The power of a categorization system, such as predictive coding, is its ability to separate the document classes from one another (e.g., responsive from the non-responsive documents). For a system with any amount of power, specific levels of Recall can be achieved by adjusting the criterion of what one calls responsive to accept more or fewer true positives and therefore more or fewer false positives. By itself, achieving high levels of Recall, therefore, does not mean a powerful system because when high levels of Recall are accompanied by high levels of false positives, there is very little separation at all. A more powerful system is one that increases the proportion of truly responsive documents more quickly than the proportion of false positives as this criterion is lowered. A more powerful system will achieve high Recall at the same time as it achieves few false positives. In this light, the system used by Dynamo Holdings was not very powerful. Rather than separating the responsive from non-responsive, it simply provided both.

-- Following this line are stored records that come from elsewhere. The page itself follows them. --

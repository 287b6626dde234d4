//! Error taxonomy for the world-state pipeline.
//!
//! - `UpstreamUnavailable`: transient, absorbed by the monitor loop with backoff
//! - `Subscription(..)`: returned straight to the subscription API caller
//! - `EntryProcessing`: isolated to one entry of one cycle
//! - `Configuration`: fatal at startup only
//!
//! [`guard`] is the single boundary that converts anything a hook can throw
//! (errors and panics alike) into this taxonomy.

use std::future::Future;
use std::panic::AssertUnwindSafe;
use std::sync::Arc;

use futures_util::FutureExt;
use thiserror::Error;
use uuid::Uuid;

use crate::world_state::WorldStateSnapshot;

/// Errors raised by the subscription API. Never retried.
#[derive(Debug, Clone, PartialEq, Eq, Error)]
pub enum SubscriptionError {
    #[error("owner {owner_id} already has {limit} subscriptions")]
    QuotaExceeded { owner_id: String, limit: usize },

    #[error("owner {owner_id} already has an identical subscription ({existing})")]
    DuplicateCriterion { owner_id: String, existing: Uuid },

    #[error("no matching subscription for owner {owner_id}")]
    NotFound { owner_id: String },

    #[error("subscription must constrain at least one field")]
    EmptyCriterion,
}

#[derive(Debug, Clone, Error)]
pub enum CoreError {
    /// Upstream fetch failed. `stale` carries the last good snapshot for the
    /// platform, even if its TTL has lapsed.
    #[error("upstream unavailable for {platform}: {reason}")]
    UpstreamUnavailable {
        platform: String,
        reason: String,
        stale: Option<Arc<WorldStateSnapshot>>,
    },

    #[error(transparent)]
    Subscription(#[from] SubscriptionError),

    #[error("failed to process entry in {scope}: {reason}")]
    EntryProcessing { scope: String, reason: String },

    #[error("invalid configuration: {0}")]
    Configuration(String),
}

impl CoreError {
    pub fn upstream(platform: &str, reason: impl ToString) -> Self {
        CoreError::UpstreamUnavailable {
            platform: platform.to_string(),
            reason: reason.to_string(),
            stale: None,
        }
    }

    pub fn config(reason: impl Into<String>) -> Self {
        CoreError::Configuration(reason.into())
    }

    /// Transient errors are retried by the monitor loop; everything else is not.
    pub fn is_transient(&self) -> bool {
        matches!(self, CoreError::UpstreamUnavailable { .. })
    }

    /// Last good snapshot attached to an upstream failure, if any.
    pub fn stale_snapshot(&self) -> Option<&Arc<WorldStateSnapshot>> {
        match self {
            CoreError::UpstreamUnavailable { stale, .. } => stale.as_ref(),
            _ => None,
        }
    }
}

pub type CoreResult<T> = std::result::Result<T, CoreError>;

/// Run one hook invocation behind the error boundary.
///
/// Errors already in the taxonomy pass through, any other `anyhow` error and
/// any panic become `EntryProcessing` tagged with `scope`.
pub async fn guard<F, T>(scope: &str, fut: F) -> CoreResult<T>
where
    F: Future<Output = anyhow::Result<T>>,
{
    match AssertUnwindSafe(fut).catch_unwind().await {
        Ok(Ok(value)) => Ok(value),
        Ok(Err(err)) => Err(classify(scope, err)),
        Err(panic) => Err(CoreError::EntryProcessing {
            scope: scope.to_string(),
            reason: format!("panicked: {}", panic_message(panic.as_ref())),
        }),
    }
}

/// Blocking counterpart of [`guard`] for synchronous hooks.
pub fn guard_sync<F, T>(scope: &str, f: F) -> CoreResult<T>
where
    F: FnOnce() -> anyhow::Result<T>,
{
    match std::panic::catch_unwind(AssertUnwindSafe(f)) {
        Ok(Ok(value)) => Ok(value),
        Ok(Err(err)) => Err(classify(scope, err)),
        Err(panic) => Err(CoreError::EntryProcessing {
            scope: scope.to_string(),
            reason: format!("panicked: {}", panic_message(panic.as_ref())),
        }),
    }
}

/// Map an arbitrary error into the taxonomy.
pub fn classify(scope: &str, err: anyhow::Error) -> CoreError {
    match err.downcast::<CoreError>() {
        Ok(core) => core,
        Err(err) => match err.downcast::<SubscriptionError>() {
            Ok(sub) => CoreError::Subscription(sub),
            Err(err) => CoreError::EntryProcessing {
                scope: scope.to_string(),
                reason: format!("{:#}", err),
            },
        },
    }
}

fn panic_message(panic: &(dyn std::any::Any + Send)) -> String {
    if let Some(s) = panic.downcast_ref::<&str>() {
        s.to_string()
    } else if let Some(s) = panic.downcast_ref::<String>() {
        s.clone()
    } else {
        "unknown panic".to_string()
    }
}

#[cfg(test)]
mod tests {
    use super::*;

    #[tokio::test]
    async fn test_guard_passes_value_through() {
        let result = guard("test", async { Ok::<_, anyhow::Error>(7) }).await;
        assert_eq!(result.unwrap(), 7);
    }

    #[tokio::test]
    async fn test_guard_classifies_plain_error() {
        let result: CoreResult<()> =
            guard("fissure", async { Err(anyhow::anyhow!("bad field")) }).await;
        match result {
            Err(CoreError::EntryProcessing { scope, reason }) => {
                assert_eq!(scope, "fissure");
                assert!(reason.contains("bad field"));
            }
            other => panic!("unexpected: {:?}", other),
        }
    }

    #[tokio::test]
    async fn test_guard_catches_panic() {
        let explode = true;
        let result: CoreResult<()> = guard("bounty", async move {
            if explode {
                panic!("formatter exploded");
            }
            Ok(())
        })
        .await;
        match result {
            Err(CoreError::EntryProcessing { reason, .. }) => {
                assert!(reason.contains("formatter exploded"));
            }
            other => panic!("unexpected: {:?}", other),
        }
    }

    #[test]
    fn test_guard_sync_catches_panic() {
        let items: Vec<u32> = Vec::new();
        let result: CoreResult<u32> = guard_sync("diff", || Ok(items[3]));
        assert!(matches!(result, Err(CoreError::EntryProcessing { .. })));
        assert_eq!(guard_sync("diff", || Ok::<_, anyhow::Error>(1)).unwrap(), 1);
    }

    #[test]
    fn test_classify_keeps_taxonomy() {
        let err = anyhow::Error::new(CoreError::upstream("pc", "timeout"));
        assert!(classify("x", err).is_transient());

        let err = anyhow::Error::new(SubscriptionError::NotFound {
            owner_id: "42".to_string(),
        });
        assert!(matches!(
            classify("x", err),
            CoreError::Subscription(SubscriptionError::NotFound { .. })
        ));
    }
}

It is important to remember that a system, particularly in eDiscovery, consists not just of the software used to implement the machine learning, but also of the training examples and other methods used. People are a critical part of predictive coding system and by some measures, they are the most error-prone part.
Predictive coding is not magic. You don’t get something for nothing. What you do get is a tool that makes the most out of relatively small amounts of effort. Unsupervised, the computer has no way to distinguish what is legally important from what is not, it still requires human judgment to guide it. The computer then amplifies that judgment, but can amplify poor judgment as well as good judgment.
Effective predictive coding requires good technology, good methods for applying that technology, and good judgment to guide the technology. At least one of those appears to have been missing in this case.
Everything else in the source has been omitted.